In some states abolitionists have used the constitutional argument to win legislation allowing inmates to contest death sentences by using statistical evidence of racial bias, including the exclusion of blacks from juries. (The policy is highly controversial – in North Carolina, despite evidence that defendants whose victims were white were 3.5 times more likely to receive a death sentence, the governor recently had to veto Republican attempts to repeal such provisions).

In defence of capital punishment it is also argued that somehow the system gets the most egregious offenders; the real monsters are those it takes down systematically and, allegedly, even-handedly – but that case has now been effectively demolished by a fascinating study based on capital cases in Connecticut conducted by John Donohue, a Stanford law professor.

Donohue looked at all murder cases in the state over 34 years – 4,686 murders, of which 205 were rated capital offences involving killing a policeman, rape-murder, murder for hire or committed during a kidnapping.

He found that arbitrariness started at the charging level: nearly a third of these death-eligible cases were not charged as capital offences as they could have been, but as lesser crimes. Sixty-six defendants were convicted of capital murder, 29 went to a hearing for a death sentence, nine death sentences were sustained and one person was executed.

The race of the defendant, and chance, are major determinants of where he will end up.

The survey then ranked all the potential capital cases by “egregiousness” – victim suffering, victim numbers and premeditation, or mitigating factors such as drink/drugs involved, or age. Counter-intuitively the study found that those who were to end up on death row were indistinguishable from equally violent offenders who escaped that penalty.
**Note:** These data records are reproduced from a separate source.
use std::path::PathBuf;

use clap::builder::BoolishValueParser;
use clap::{Args, Parser, Subcommand};
use shardcheck_tensor::{AssemblyOptions, DType};

use crate::config::RunConfig;

#[derive(Clone, Debug, Parser)]
#[command(name = "shardcheck", version = env!("CARGO_PKG_VERSION"), about, long_about = None, propagate_version = true)]
pub struct App {
    /// Log filter, e.g. `info` or `shardcheck_round=debug`. `RUST_LOG` wins.
    #[arg(long, global = true)]
    pub log_level: Option<String>,

    #[command(subcommand)]
    pub cmd: Commands,
}

#[derive(Clone, Debug, Subcommand)]
pub enum Commands {
    /// Publish the workload round after round and record producer manifests.
    #[command(alias = "train", name = "produce")]
    Produce(RunArgs),
    /// Receive the workload round after round and record consumer manifests.
    #[command(alias = "infer", name = "consume")]
    Consume(RunArgs),
    /// Compare producer and consumer manifests in a directory.
    #[command(alias = "check", name = "verify")]
    Verify(VerifyArgs),
}

#[derive(Clone, Debug, Default, Args)]
pub struct RunArgs {
    /// TOML run configuration; flags below override it.
    #[arg(long, short)]
    pub config: Option<PathBuf>,

    #[arg(long, visible_alias = "iterations")]
    pub rounds: Option<u64>,
    /// First sequence id; round `i` uses `seq_id + i`.
    #[arg(long)]
    pub seq_id: Option<u64>,
    /// Where manifests are written.
    #[arg(long)]
    pub output_dir: Option<PathBuf>,
    /// Directory shared with the other role.
    #[arg(long)]
    pub store_dir: Option<PathBuf>,
    /// Record a manifest after each successful round.
    #[arg(long, env = "SHARDCHECK_ENABLE_VERIFY", value_parser = BoolishValueParser::new())]
    pub verify: Option<bool>,
    /// Fixed pause between rounds, in seconds.
    #[arg(long)]
    pub sleep: Option<f64>,
    /// Upper bound of a random pause between rounds; 0 uses `--sleep`.
    #[arg(long, env = "SHARDCHECK_RANDOM_SLEEP_MAX")]
    pub random_sleep_max: Option<f64>,
    /// Fail a round whose transfer takes longer, in seconds.
    #[arg(long)]
    pub timeout: Option<f64>,

    #[arg(long)]
    pub num_tensors: Option<usize>,
    #[arg(long)]
    pub height: Option<usize>,
    #[arg(long)]
    pub width: Option<usize>,
    /// Element type, e.g. `float32` or `torch.int64`.
    #[arg(long)]
    pub dtype: Option<DType>,
    #[arg(long)]
    pub shard_rows: Option<usize>,
    #[arg(long)]
    pub shard_cols: Option<usize>,
    /// Seed of the producer's data generator.
    #[arg(long)]
    pub seed: Option<u64>,
    /// Treat overlapping or missing shard regions as errors.
    #[arg(long)]
    pub strict_assembly: bool,
}

impl RunArgs {
    /// Apply flags and environment on top of `config`.
    pub fn apply(&self, config: &mut RunConfig) {
        let round = &mut config.round;
        let workload = &mut config.workload;

        set(&mut round.rounds, self.rounds);
        set(&mut round.seq_id_base, self.seq_id);
        set(&mut round.output_dir, self.output_dir.clone());
        set(&mut round.verify, self.verify);
        set(&mut round.pacing.fixed_secs, self.sleep);
        set(&mut round.pacing.random_max_secs, self.random_sleep_max);
        if self.timeout.is_some() {
            round.transfer_timeout_secs = self.timeout;
        }
        if self.strict_assembly {
            round.assembly = AssemblyOptions::strict();
        }

        set(&mut workload.num_tensors, self.num_tensors);
        set(&mut workload.height, self.height);
        set(&mut workload.width, self.width);
        set(&mut workload.dtype, self.dtype);
        set(&mut workload.shard_rows, self.shard_rows);
        set(&mut workload.shard_cols, self.shard_cols);
        set(&mut workload.seed, self.seed);
        set(&mut config.store_dir, self.store_dir.clone());
    }
}

fn set<T>(slot: &mut T, value: Option<T>) {
    if let Some(value) = value {
        *slot = value;
    }
}

#[derive(Clone, Debug, Args)]
pub struct VerifyArgs {
    /// Directory holding both roles' manifest files.
    #[arg(long, visible_alias = "md5-dir", default_value = "md5_output")]
    pub dir: PathBuf,
    /// Only compare rounds of this iteration.
    #[arg(long)]
    pub iteration: Option<u64>,
    /// Log per-key details of every mismatch.
    #[arg(long, short)]
    pub verbose: bool,
    /// Detailed keys shown per round with `--verbose`.
    #[arg(long, default_value_t = 5)]
    pub limit: usize,
}

#[cfg(test)]
mod tests {
    use super::*;
    use clap::CommandFactory;

    #[test]
    fn command_is_well_formed() { App::command().debug_assert(); }

    #[test]
    fn flags_override_config() {
        let app = App::try_parse_from([
            "shardcheck",
            "consume",
            "--iterations",
            "20",
            "--seq-id",
            "7",
            "--shard-rows",
            "2",
            "--dtype",
            "torch.float64",
            "--timeout",
            "1.5",
            "--strict-assembly",
        ])
        .unwrap();
        let Commands::Consume(args) = app.cmd else { panic!("expected consume") };

        let mut config = RunConfig::default();
        args.apply(&mut config);
        assert_eq!(config.round.rounds, 20);
        assert_eq!(config.round.seq_id_base, 7);
        assert_eq!(config.round.transfer_timeout_secs, Some(1.5));
        assert_eq!(config.round.assembly, AssemblyOptions::strict());
        assert_eq!(config.workload.shard_rows, 2);
        assert_eq!(config.workload.shard_cols, 1);
        assert_eq!(config.workload.dtype, DType::F64);
        assert_eq!(config.round.output_dir, PathBuf::from("md5_output"));
    }

    #[test]
    fn verify_flag_is_boolish() {
        let app = App::try_parse_from(["shardcheck", "produce", "--verify", "0"]).unwrap();
        let Commands::Produce(args) = app.cmd else { panic!("expected produce") };
        assert_eq!(args.verify, Some(false));
    }

    #[test]
    fn verify_defaults() {
        let app = App::try_parse_from(["shardcheck", "verify", "--md5-dir", "out", "-v"]).unwrap();
        let Commands::Verify(args) = app.cmd else { panic!("expected verify") };
        assert_eq!(args.dir, PathBuf::from("out"));
        assert!(args.verbose);
        assert_eq!(args.limit, 5);
        assert_eq!(args.iteration, None);
    }
}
Among the 32 most awful cases on the four-factor egregiousness scale, only one resulted in a death sentence.

"It shows," the New York Timesargued this week, "that the process in Connecticut – similar to those in other death-penalty states – is utterly arbitrary and discriminatory."

There were 43 executions in 13 US states last year, down from 46 in 2010, which represented a 56 per cent decline since 1999. In 2011, the number of new death sentences imposed fell by 25 per cent to 78, the lowest since capital punishment was restored in 1976.

Clearly the decline must be welcomed by abolitionists – it is the outcome of thousands of prosecutors deciding individually not to press capital charges against murderers for many reasons, ranging from cost of trial to the difficulty of conviction and also a less bloodthirsty public.

Ironically, however, the decline merely further emphasises the arbitrariness and lottery-like unconstitutionality of the system.

"This 'freakishly' rare application – among the thousands of murder cases a year – is strong evidence that every state system is arbitrary and capricious," the NYTargues rightly. "The death penalty in Connecticut is clearly unconstitutional, barbaric, and should be abolished, as it should be everywhere."